__TASK BRIEF__:
Looking at the listing below, retype exactly the lines starting at the one containing "filename crates/btkeys-device/src/infrastructure/storage/mod.rs" and ending at the one containing "filename crates/btkeys-device/src/application/mod.rs", both included, and nothing else.

__SUPPLIED RECORDS__:
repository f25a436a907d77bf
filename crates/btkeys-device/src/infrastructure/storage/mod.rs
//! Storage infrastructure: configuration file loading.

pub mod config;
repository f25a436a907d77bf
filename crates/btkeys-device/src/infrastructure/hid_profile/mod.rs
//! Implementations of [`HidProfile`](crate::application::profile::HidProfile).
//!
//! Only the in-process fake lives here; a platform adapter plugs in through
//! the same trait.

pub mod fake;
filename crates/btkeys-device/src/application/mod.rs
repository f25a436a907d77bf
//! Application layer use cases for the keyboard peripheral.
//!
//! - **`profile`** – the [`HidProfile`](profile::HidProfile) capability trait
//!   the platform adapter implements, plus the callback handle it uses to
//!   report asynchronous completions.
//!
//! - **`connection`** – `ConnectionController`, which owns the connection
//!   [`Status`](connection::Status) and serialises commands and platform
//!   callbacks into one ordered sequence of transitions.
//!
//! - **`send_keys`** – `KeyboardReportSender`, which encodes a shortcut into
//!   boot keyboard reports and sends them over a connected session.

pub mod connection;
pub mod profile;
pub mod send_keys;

==

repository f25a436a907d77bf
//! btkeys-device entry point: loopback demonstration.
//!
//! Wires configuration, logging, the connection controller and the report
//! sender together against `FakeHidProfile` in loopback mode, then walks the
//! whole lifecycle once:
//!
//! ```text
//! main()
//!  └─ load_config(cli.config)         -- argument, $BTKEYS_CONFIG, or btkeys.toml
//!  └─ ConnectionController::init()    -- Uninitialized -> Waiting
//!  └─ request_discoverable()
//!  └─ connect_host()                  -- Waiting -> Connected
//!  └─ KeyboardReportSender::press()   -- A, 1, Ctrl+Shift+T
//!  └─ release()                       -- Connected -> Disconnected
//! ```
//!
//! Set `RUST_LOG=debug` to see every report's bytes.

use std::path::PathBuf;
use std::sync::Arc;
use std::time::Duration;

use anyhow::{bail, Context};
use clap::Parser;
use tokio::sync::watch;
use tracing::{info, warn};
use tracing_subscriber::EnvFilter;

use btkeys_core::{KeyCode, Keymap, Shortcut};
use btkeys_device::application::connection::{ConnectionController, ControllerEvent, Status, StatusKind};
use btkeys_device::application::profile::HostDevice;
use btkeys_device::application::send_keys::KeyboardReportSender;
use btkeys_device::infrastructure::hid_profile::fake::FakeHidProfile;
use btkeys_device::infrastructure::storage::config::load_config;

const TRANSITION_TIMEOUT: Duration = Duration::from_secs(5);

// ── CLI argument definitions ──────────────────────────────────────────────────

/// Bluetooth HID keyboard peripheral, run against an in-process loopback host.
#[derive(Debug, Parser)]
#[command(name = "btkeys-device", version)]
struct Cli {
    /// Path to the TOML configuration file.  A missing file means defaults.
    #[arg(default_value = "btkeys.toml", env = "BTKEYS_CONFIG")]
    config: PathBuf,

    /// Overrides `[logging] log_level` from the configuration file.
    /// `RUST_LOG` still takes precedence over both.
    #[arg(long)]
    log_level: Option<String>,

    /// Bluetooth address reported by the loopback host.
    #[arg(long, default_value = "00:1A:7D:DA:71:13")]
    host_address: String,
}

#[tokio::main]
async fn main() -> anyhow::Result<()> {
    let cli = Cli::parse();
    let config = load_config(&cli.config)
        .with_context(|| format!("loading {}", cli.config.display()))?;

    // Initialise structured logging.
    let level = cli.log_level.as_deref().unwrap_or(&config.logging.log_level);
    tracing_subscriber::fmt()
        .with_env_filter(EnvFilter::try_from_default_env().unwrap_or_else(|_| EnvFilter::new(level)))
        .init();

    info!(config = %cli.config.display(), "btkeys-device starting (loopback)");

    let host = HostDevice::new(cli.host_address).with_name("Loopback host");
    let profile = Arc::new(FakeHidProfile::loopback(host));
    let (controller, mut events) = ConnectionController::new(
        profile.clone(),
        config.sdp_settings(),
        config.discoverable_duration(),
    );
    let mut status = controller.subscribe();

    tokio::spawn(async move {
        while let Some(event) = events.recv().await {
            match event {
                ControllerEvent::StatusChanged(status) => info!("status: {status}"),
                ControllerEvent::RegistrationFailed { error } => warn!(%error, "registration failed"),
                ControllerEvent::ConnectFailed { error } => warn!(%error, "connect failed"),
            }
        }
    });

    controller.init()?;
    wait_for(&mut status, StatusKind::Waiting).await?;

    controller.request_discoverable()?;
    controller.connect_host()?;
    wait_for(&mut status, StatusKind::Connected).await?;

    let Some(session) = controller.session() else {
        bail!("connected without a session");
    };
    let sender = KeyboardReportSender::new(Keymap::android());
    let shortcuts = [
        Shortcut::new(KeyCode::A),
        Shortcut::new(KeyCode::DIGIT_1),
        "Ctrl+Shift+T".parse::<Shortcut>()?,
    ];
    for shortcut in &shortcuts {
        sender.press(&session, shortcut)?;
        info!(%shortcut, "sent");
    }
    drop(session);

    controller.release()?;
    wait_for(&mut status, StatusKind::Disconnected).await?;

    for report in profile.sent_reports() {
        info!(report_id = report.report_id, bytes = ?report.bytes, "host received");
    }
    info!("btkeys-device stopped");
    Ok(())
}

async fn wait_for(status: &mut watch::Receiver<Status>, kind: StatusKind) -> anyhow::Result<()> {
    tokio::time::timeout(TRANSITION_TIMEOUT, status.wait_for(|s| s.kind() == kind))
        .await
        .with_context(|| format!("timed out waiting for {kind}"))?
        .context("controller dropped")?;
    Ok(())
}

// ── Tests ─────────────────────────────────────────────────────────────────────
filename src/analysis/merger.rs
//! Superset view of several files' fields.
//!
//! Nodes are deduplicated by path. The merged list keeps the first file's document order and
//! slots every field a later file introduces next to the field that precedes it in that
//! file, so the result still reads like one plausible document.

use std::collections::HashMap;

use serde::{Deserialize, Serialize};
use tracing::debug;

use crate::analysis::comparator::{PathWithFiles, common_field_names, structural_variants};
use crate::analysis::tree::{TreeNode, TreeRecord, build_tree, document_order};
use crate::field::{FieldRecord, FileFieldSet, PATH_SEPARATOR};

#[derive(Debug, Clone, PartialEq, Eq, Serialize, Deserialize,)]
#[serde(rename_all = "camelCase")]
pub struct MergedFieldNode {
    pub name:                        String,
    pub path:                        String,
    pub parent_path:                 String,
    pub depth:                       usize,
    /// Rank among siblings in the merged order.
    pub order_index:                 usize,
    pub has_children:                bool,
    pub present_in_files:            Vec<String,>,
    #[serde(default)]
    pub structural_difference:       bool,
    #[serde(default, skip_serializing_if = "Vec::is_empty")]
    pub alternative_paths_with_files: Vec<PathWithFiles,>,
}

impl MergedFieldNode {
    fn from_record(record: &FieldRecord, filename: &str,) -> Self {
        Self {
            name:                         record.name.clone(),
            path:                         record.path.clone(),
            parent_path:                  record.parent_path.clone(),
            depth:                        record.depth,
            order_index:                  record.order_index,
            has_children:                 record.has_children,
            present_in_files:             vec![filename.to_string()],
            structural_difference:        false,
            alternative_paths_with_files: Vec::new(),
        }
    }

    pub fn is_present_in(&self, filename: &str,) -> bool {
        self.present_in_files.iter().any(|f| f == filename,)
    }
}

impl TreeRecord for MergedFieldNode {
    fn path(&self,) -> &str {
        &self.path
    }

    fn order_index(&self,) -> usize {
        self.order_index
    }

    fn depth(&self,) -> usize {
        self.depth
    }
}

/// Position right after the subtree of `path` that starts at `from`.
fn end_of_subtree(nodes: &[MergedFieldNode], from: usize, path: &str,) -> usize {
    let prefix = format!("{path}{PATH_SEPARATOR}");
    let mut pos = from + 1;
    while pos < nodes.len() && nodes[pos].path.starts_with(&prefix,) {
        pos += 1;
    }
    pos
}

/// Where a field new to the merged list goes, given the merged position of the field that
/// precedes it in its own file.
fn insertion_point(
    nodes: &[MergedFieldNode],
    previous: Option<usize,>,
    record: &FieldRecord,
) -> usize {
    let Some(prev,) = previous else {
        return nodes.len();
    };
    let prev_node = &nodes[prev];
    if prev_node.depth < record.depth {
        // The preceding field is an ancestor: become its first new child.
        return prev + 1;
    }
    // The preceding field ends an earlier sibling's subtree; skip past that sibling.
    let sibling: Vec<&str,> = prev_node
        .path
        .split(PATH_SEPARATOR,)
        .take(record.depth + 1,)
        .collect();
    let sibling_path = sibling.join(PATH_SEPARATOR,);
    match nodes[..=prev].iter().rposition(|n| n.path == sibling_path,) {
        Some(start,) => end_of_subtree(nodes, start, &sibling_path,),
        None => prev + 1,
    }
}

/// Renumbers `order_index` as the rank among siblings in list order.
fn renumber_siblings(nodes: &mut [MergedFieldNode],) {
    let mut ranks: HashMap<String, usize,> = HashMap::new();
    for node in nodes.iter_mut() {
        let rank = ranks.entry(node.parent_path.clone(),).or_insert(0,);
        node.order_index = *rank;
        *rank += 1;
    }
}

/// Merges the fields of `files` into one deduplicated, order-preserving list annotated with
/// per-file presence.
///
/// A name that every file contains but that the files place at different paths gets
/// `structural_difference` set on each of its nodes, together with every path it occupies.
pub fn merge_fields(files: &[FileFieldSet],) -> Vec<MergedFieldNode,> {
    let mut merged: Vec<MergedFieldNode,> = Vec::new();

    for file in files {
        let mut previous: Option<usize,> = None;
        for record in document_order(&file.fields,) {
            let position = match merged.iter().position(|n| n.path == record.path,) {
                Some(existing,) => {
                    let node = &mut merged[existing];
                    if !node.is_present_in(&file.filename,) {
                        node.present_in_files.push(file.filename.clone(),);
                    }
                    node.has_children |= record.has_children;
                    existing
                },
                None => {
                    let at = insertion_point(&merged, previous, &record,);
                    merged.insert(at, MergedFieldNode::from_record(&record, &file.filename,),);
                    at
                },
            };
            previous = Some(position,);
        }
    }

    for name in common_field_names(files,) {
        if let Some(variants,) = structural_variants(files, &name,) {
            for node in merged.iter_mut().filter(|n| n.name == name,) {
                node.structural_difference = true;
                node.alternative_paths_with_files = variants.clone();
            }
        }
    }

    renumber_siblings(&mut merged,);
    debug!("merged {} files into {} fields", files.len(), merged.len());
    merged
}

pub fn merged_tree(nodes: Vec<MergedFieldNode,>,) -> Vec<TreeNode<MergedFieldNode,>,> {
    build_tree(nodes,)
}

__ANSWER FOR THE TASK__:
filename crates/btkeys-device/src/infrastructure/storage/mod.rs
//! Storage infrastructure: configuration file loading.

pub mod config;
repository f25a436a907d77bf
filename crates/btkeys-device/src/infrastructure/hid_profile/mod.rs
//! Implementations of [`HidProfile`](crate::application::profile::HidProfile).
//!
//! Only the in-process fake lives here; a platform adapter plugs in through
//! the same trait.

pub mod fake;
filename crates/btkeys-device/src/application/mod.rs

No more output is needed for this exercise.